Joe Stydahar was the first OL ever drafted. He was selected #6 Overall by the Chicago #Bears in the 1936 #NFL Draft (from @WestVirginiaU). 🏈 pic.twitter.com/OGsMPOzpJl

— Real Men Block (@realmenblock) October 19, 2016

Stripes on any uniform are a disaster waiting to happen. One or two team color stripes on the sleeve are acceptable, but when you have stripes on the helmet, sleeves, shoulders, and socks, you are asking for a death sentence. It’s an overkill of stripes, someone probably asked for a simple amount of stripes but like every subway worker does they give you way more than you asked.

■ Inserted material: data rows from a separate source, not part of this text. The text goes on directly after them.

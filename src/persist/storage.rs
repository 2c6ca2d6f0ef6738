//! Snapshot Storage Module
//!
//! Narrow storage interface consumed by the persistent cache, with a file
//! system implementation and an in-memory one for tests.

use std::collections::HashMap;
use std::fs;
use std::io::Write;
use std::path::{Path, PathBuf};
use std::sync::atomic::{AtomicBool, AtomicU64, AtomicUsize, Ordering};
use std::sync::{Arc, Mutex, MutexGuard, PoisonError};
use std::time::Duration;

use serde_json::Value;
use tracing::{debug, warn};

use crate::error::{CacheError, Result};

// == Storage Trait ==
/// Where snapshots live.
///
/// Reads never fail: anything that goes wrong degrades to `None` and is
/// logged. Writes report their failures.
pub trait Storage: Send + Sync {
    /// Produces the location for cache `name` under `dir`, preparing `dir`
    /// if needed. Never deletes anything.
    fn resolve(&self, name: &str, dir: Option<&Path>) -> Result<PathBuf>;

    /// Returns the parsed content at `path`, or `None` on any failure.
    fn read(&self, path: &Path) -> Option<Value>;

    /// Replaces the content at `path` with `value`.
    fn write(&self, path: &Path, value: &Value) -> Result<()>;
}

impl<S: Storage + ?Sized> Storage for Arc<S> {
    fn resolve(&self, name: &str, dir: Option<&Path>) -> Result<PathBuf> {
        (**self).resolve(name, dir)
    }

    fn read(&self, path: &Path) -> Option<Value> {
        (**self).read(path)
    }

    fn write(&self, path: &Path, value: &Value) -> Result<()> {
        (**self).write(path, value)
    }
}

// == File System Storage ==
/// Stores snapshots as pretty-printed JSON files.
///
/// The cache directory defaults to the user's home directory.
#[derive(Debug, Default, Clone, Copy)]
pub struct FsStorage;

impl FsStorage {
    pub fn new() -> Self {
        Self
    }
}

impl Storage for FsStorage {
    fn resolve(&self, name: &str, dir: Option<&Path>) -> Result<PathBuf> {
        let dir = match dir {
            Some(dir) => dir.to_path_buf(),
            None => dirs::home_dir().ok_or_else(|| CacheError::StorageLocation {
                path: PathBuf::from("~"),
                source: std::io::Error::new(
                    std::io::ErrorKind::NotFound,
                    "home directory could not be determined",
                ),
            })?,
        };

        if !dir.exists() {
            debug!(dir = %dir.display(), "Creating cache directory");
            fs::create_dir_all(&dir).map_err(|source| CacheError::StorageLocation {
                path: dir.clone(),
                source,
            })?;
        }

        Ok(dir.join(name))
    }

    fn read(&self, path: &Path) -> Option<Value> {
        let text = match fs::read_to_string(path) {
            Ok(text) => text,
            Err(e) if e.kind() == std::io::ErrorKind::NotFound => {
                debug!(path = %path.display(), "No cache snapshot on disk");
                return None;
            }
            Err(e) => {
                warn!(path = %path.display(), error = %e, "Failed to read cache snapshot");
                return None;
            }
        };

        match serde_json::from_str(&text) {
            Ok(value) => Some(value),
            Err(e) => {
                warn!(path = %path.display(), error = %e, "Cache snapshot is not valid JSON");
                None
            }
        }
    }

    fn write(&self, path: &Path, value: &Value) -> Result<()> {
        let content = serde_json::to_string_pretty(value)?;

        // Write to a sibling temp file, then rename over the target
        let temp_path = temp_path_for(path);
        let written = fs::File::create(&temp_path).and_then(|mut file| {
            file.write_all(content.as_bytes())?;
            file.sync_all()
        });
        if let Err(e) = written.and_then(|_| fs::rename(&temp_path, path)) {
            let _ = fs::remove_file(&temp_path);
            return Err(CacheError::write(path, e));
        }

        debug!(path = %path.display(), bytes = content.len(), "Wrote cache snapshot");
        Ok(())
    }
}

fn temp_path_for(path: &Path) -> PathBuf {
    let mut name = path.as_os_str().to_owned();
    name.push(".tmp");
    PathBuf::from(name)
}

// == Memory Storage ==
/// Keeps raw snapshot text in memory.
///
/// Lets tests seed arbitrary (including malformed) content, inspect what was
/// written, and make writes fail or block on demand.
#[derive(Debug, Default)]
pub struct MemoryStorage {
    files: Mutex<HashMap<PathBuf, String>>,
    fail_writes: AtomicBool,
    write_delay_ms: AtomicU64,
    writes: AtomicUsize,
}

impl MemoryStorage {
    pub fn new() -> Self {
        Self::default()
    }

    /// Seeds `path` with raw text.
    pub fn insert_raw(&self, path: impl Into<PathBuf>, text: impl Into<String>) {
        self.files().insert(path.into(), text.into());
    }

    /// Returns the raw text stored at `path`.
    pub fn raw(&self, path: &Path) -> Option<String> {
        self.files().get(path).cloned()
    }

    /// Makes subsequent writes fail (or succeed again).
    pub fn set_fail_writes(&self, fail: bool) {
        self.fail_writes.store(fail, Ordering::SeqCst);
    }

    /// Makes every subsequent write block the calling thread for `delay`.
    pub fn set_write_delay(&self, delay: Duration) {
        let delay_ms = u64::try_from(delay.as_millis()).unwrap_or(u64::MAX);
        self.write_delay_ms.store(delay_ms, Ordering::SeqCst);
    }

    /// Number of successful writes so far.
    pub fn write_count(&self) -> usize {
        self.writes.load(Ordering::SeqCst)
    }

    fn files(&self) -> MutexGuard<'_, HashMap<PathBuf, String>> {
        self.files.lock().unwrap_or_else(PoisonError::into_inner)
    }
}

impl Storage for MemoryStorage {
    fn resolve(&self, name: &str, dir: Option<&Path>) -> Result<PathBuf> {
        Ok(dir.unwrap_or_else(|| Path::new("/memory")).join(name))
    }

    fn read(&self, path: &Path) -> Option<Value> {
        let text = self.raw(path)?;
        match serde_json::from_str(&text) {
            Ok(value) => Some(value),
            Err(e) => {
                warn!(path = %path.display(), error = %e, "Cache snapshot is not valid JSON");
                None
            }
        }
    }

    fn write(&self, path: &Path, value: &Value) -> Result<()> {
        let delay_ms = self.write_delay_ms.load(Ordering::SeqCst);
        if delay_ms > 0 {
            std::thread::sleep(Duration::from_millis(delay_ms));
        }
        if self.fail_writes.load(Ordering::SeqCst) {
            return Err(CacheError::write(
                path,
                std::io::Error::new(std::io::ErrorKind::Other, "simulated write failure"),
            ));
        }
        let content = serde_json::to_string_pretty(value)?;
        self.files().insert(path.to_path_buf(), content);
        self.writes.fetch_add(1, Ordering::SeqCst);
        Ok(())
    }
}

#[cfg(test)]
mod tests {
    use super::*;
    use serde_json::json;
    use tempfile::TempDir;

    #[test]
    fn test_fs_resolve_creates_directory() {
        let temp = TempDir::new().unwrap();
        let dir = temp.path().join("nested").join("caches");

        let path = FsStorage.resolve("results.json", Some(&dir)).unwrap();

        assert!(dir.is_dir());
        assert_eq!(path, dir.join("results.json"));

        // Idempotent on an existing directory
        assert_eq!(FsStorage.resolve("results.json", Some(&dir)).unwrap(), path);
    }

    #[test]
    fn test_fs_read_missing_file() {
        let temp = TempDir::new().unwrap();
        assert!(FsStorage.read(&temp.path().join("absent.json")).is_none());
    }

    #[test]
    fn test_fs_read_malformed_file() {
        let temp = TempDir::new().unwrap();
        let path = temp.path().join("broken.json");
        fs::write(&path, "[[\"a\", {").unwrap();

        assert!(FsStorage.read(&path).is_none());
    }

    #[test]
    fn test_fs_write_then_read() {
        let temp = TempDir::new().unwrap();
        let path = temp.path().join("cache.json");
        let value = json!([["k", {"value": 1, "insertedAt": 5}]]);

        FsStorage.write(&path, &value).unwrap();

        assert_eq!(FsStorage.read(&path), Some(value));
        assert!(!temp_path_for(&path).exists());
    }

    #[test]
    fn test_fs_write_failure_is_reported() {
        let temp = TempDir::new().unwrap();
        let path = temp.path().join("missing-dir").join("cache.json");

        let result = FsStorage.write(&path, &json!([]));

        assert!(matches!(result, Err(CacheError::StorageWrite { .. })));
    }

    #[test]
    fn test_temp_path_keeps_full_name() {
        assert_eq!(
            temp_path_for(Path::new("/a/cache.json")),
            PathBuf::from("/a/cache.json.tmp")
        );
        assert_eq!(temp_path_for(Path::new("/a/cache")), PathBuf::from("/a/cache.tmp"));
    }

    #[test]
    fn test_memory_storage_round_trip_and_failures() {
        let storage = MemoryStorage::new();
        let path = storage.resolve("c", None).unwrap();
        assert_eq!(path, PathBuf::from("/memory/c"));

        storage.write(&path, &json!({"a": 1})).unwrap();
        assert_eq!(storage.read(&path), Some(json!({"a": 1})));
        assert_eq!(storage.write_count(), 1);

        storage.set_fail_writes(true);
        assert!(storage.write(&path, &json!([])).is_err());
        assert_eq!(storage.write_count(), 1);

        storage.insert_raw(&path, "not json");
        assert!(storage.read(&path).is_none());
    }

    #[test]
    fn test_memory_write_delay() {
        let storage = MemoryStorage::new();
        storage.set_write_delay(Duration::from_millis(50));
        let path = Path::new("/memory/slow.json");

        let started = std::time::Instant::now();
        storage.write(path, &json!([])).unwrap();

        assert!(started.elapsed() >= Duration::from_millis(50));
        assert_eq!(storage.write_count(), 1);
    }
}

And this uniform is an example of why you need to be descriptive with what you want, especially if it’s going to be worn in public.


Steelers Bumble Bee

The bumblebee’s are gone. The #Steelers will have new throwback uniforms this year. pic.twitter.com/geCTpqZJ6H

— uSTADIUM (@uSTADIUM) February 16, 2018

And our number one winner is the bumblebee. Not an actual bumblebee but the Pittsburgh Steelers bumblebee uniform. The helmet, jersey, and socks make each player look like they are flying around collecting nectar from each opponent they face. The jersey’s look like they should be worn on a horse jockey. Yellow and black stripes aren’t the most attractive, and they certainly should never be worn again. Don’t think this is a waste of clothing; they can donate it to the nearest prison.